EXERCISE DATA section start
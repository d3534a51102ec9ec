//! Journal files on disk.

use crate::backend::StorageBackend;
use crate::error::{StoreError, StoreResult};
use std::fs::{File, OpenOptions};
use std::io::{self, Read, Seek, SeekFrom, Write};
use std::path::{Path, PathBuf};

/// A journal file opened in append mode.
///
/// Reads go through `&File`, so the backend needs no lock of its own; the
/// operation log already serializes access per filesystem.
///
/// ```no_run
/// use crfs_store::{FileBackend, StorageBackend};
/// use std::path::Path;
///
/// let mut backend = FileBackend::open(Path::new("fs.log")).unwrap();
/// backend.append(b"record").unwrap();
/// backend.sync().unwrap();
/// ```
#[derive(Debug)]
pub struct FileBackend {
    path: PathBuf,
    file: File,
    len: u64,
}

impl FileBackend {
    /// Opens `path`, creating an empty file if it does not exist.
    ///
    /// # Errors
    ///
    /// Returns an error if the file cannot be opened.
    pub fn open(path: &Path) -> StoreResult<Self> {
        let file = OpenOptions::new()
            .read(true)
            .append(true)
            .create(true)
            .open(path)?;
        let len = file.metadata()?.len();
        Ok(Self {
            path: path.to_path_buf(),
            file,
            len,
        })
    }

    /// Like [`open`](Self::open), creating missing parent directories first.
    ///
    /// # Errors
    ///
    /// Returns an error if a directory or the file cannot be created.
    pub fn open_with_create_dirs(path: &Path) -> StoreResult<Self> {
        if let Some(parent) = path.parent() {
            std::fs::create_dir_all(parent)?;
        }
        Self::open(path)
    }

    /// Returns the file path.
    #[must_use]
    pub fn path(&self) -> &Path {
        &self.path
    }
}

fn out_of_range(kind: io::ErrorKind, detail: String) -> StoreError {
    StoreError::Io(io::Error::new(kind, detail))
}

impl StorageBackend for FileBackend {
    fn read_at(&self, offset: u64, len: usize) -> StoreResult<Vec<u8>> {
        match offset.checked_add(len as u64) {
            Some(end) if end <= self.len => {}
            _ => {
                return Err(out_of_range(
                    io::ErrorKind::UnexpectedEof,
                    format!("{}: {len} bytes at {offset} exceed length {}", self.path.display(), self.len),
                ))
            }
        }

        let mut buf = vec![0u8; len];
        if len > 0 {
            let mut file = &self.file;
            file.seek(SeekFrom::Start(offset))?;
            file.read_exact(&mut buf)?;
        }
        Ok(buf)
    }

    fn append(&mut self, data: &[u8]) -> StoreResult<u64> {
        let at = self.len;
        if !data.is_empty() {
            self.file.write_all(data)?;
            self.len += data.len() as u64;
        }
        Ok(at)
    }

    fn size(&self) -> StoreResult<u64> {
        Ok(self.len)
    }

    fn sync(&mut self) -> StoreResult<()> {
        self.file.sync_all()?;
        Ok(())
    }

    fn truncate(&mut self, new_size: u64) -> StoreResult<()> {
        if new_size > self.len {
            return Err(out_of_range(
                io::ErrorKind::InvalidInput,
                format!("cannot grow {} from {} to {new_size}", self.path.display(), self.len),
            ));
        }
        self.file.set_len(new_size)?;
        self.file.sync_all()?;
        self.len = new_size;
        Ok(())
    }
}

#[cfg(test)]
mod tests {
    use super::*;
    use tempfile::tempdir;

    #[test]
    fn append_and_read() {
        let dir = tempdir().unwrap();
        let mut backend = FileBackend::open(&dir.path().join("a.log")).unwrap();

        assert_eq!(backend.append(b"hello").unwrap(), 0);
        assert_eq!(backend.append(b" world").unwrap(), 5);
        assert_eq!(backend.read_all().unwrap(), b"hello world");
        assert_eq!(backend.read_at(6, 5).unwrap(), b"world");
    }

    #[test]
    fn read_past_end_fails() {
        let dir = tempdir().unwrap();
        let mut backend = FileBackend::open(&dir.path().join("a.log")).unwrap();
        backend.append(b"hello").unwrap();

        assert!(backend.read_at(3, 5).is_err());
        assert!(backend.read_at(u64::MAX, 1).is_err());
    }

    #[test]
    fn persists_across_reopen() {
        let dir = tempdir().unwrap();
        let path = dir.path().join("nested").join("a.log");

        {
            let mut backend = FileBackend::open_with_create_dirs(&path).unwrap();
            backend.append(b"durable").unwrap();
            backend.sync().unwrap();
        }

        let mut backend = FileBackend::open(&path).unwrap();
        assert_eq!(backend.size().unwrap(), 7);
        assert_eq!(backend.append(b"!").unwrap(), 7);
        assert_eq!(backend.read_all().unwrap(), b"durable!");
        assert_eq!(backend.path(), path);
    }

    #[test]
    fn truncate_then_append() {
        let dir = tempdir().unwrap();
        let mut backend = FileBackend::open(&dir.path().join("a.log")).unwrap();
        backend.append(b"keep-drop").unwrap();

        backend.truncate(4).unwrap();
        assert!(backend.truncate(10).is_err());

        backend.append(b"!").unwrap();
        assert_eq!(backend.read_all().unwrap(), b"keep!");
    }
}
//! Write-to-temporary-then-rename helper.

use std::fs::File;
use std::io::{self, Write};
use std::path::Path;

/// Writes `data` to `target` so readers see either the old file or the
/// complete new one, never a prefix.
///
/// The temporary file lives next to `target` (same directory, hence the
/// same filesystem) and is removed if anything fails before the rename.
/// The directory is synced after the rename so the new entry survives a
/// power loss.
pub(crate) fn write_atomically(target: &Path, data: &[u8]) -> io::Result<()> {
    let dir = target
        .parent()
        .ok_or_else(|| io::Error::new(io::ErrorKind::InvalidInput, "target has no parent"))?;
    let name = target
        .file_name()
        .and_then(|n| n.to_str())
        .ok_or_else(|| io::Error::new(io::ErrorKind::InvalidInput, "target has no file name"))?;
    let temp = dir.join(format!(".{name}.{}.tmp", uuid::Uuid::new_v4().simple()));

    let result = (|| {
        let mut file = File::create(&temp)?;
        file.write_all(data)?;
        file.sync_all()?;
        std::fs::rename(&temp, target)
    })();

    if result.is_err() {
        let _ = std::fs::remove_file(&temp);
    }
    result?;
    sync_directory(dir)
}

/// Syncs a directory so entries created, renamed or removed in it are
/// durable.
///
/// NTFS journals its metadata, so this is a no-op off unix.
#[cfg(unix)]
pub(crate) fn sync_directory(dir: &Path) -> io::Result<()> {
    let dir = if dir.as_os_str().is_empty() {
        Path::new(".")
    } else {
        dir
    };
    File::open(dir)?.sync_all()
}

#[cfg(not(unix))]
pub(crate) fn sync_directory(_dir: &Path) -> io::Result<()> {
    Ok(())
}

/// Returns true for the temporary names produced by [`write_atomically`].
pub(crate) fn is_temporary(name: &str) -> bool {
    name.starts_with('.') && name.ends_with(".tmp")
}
EXERCISE DATA section end
### EXERCISE:
Search the listing for "same" and copy each line holding it.

### SOLUTION BELOW:
/// The temporary file lives next to `target` (same directory, hence the
/// same filesystem) and is removed if anything fails before the rename.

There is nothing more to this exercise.